## WHAT YOU NEED TO DO
The output should be the line containing "use crate::ledger::Ledger;" and every later line of the records, exactly as written, and nothing else.

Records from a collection
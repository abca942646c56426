//! Shared plumbing for the report commands

use chrono::{NaiveDate, NaiveDateTime};
use std::path::{Path, PathBuf};
use std::sync::Arc;

use crate::config::Config;
use crate::csvio;
use crate::error::Result;
use crate::inventory::{Gain, Portfolio, Transaction};
use crate::ledger::Ledger;

/// Open the ledger named on the command line, falling back to the configured
/// path
pub fn open_ledger(cli_ledger: Option<PathBuf>, config: &Config) -> Result<Ledger> {
    let path = cli_ledger.unwrap_or_else(|| config.ledger_path());
    Ledger::open(&path)
}

/// Expand a report date range to datetime bounds; the end date is inclusive
pub fn day_bounds(
    dtstart: Option<NaiveDate>,
    dtend: Option<NaiveDate>,
) -> (Option<NaiveDateTime>, Option<NaiveDateTime>) {
    (
        dtstart.and_then(|d| d.and_hms_opt(0, 0, 0)),
        dtend.and_then(|d| d.and_hms_opt(23, 59, 59)),
    )
}

/// Book the ledger's transactions in range against a portfolio, optionally
/// seeded with baseline positions from a lots CSV.
///
/// Returns the portfolio's final state and the realized gains, in booking
/// order.
pub fn process_transactions(
    ledger: &mut Ledger,
    dtstart: Option<NaiveDateTime>,
    dtend: Option<NaiveDateTime>,
    loadcsv: Option<&Path>,
) -> Result<(Portfolio, Vec<Gain>)> {
    let mut portfolio = Portfolio::new();

    if let Some(path) = loadcsv {
        for (fiaccount, security, lot) in csvio::read_lots(ledger, path)? {
            portfolio.push_lot(fiaccount, security, lot);
        }
    }

    let mut gains = Vec::new();
    for record in ledger.transactions_between(dtstart, dtend) {
        let typed = Arc::new(Transaction::from_record(&record)?);
        gains.extend(portfolio.book(&typed, record.sort)?);
    }

    Ok((portfolio, gains))
}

## TASK RESULT
use crate::ledger::Ledger;

/// Open the ledger named on the command line, falling back to the configured
/// path
pub fn open_ledger(cli_ledger: Option<PathBuf>, config: &Config) -> Result<Ledger> {
    let path = cli_ledger.unwrap_or_else(|| config.ledger_path());
    Ledger::open(&path)
}

/// Expand a report date range to datetime bounds; the end date is inclusive
pub fn day_bounds(
    dtstart: Option<NaiveDate>,
    dtend: Option<NaiveDate>,
) -> (Option<NaiveDateTime>, Option<NaiveDateTime>) {
    (
        dtstart.and_then(|d| d.and_hms_opt(0, 0, 0)),
        dtend.and_then(|d| d.and_hms_opt(23, 59, 59)),
    )
}

/// Book the ledger's transactions in range against a portfolio, optionally
/// seeded with baseline positions from a lots CSV.
///
/// Returns the portfolio's final state and the realized gains, in booking
/// order.
pub fn process_transactions(
    ledger: &mut Ledger,
    dtstart: Option<NaiveDateTime>,
    dtend: Option<NaiveDateTime>,
    loadcsv: Option<&Path>,
) -> Result<(Portfolio, Vec<Gain>)> {
    let mut portfolio = Portfolio::new();

    if let Some(path) = loadcsv {
        for (fiaccount, security, lot) in csvio::read_lots(ledger, path)? {
            portfolio.push_lot(fiaccount, security, lot);
        }
    }

    let mut gains = Vec::new();
    for record in ledger.transactions_between(dtstart, dtend) {
        let typed = Arc::new(Transaction::from_record(&record)?);
        gains.extend(portfolio.book(&typed, record.sort)?);
    }

    Ok((portfolio, gains))
}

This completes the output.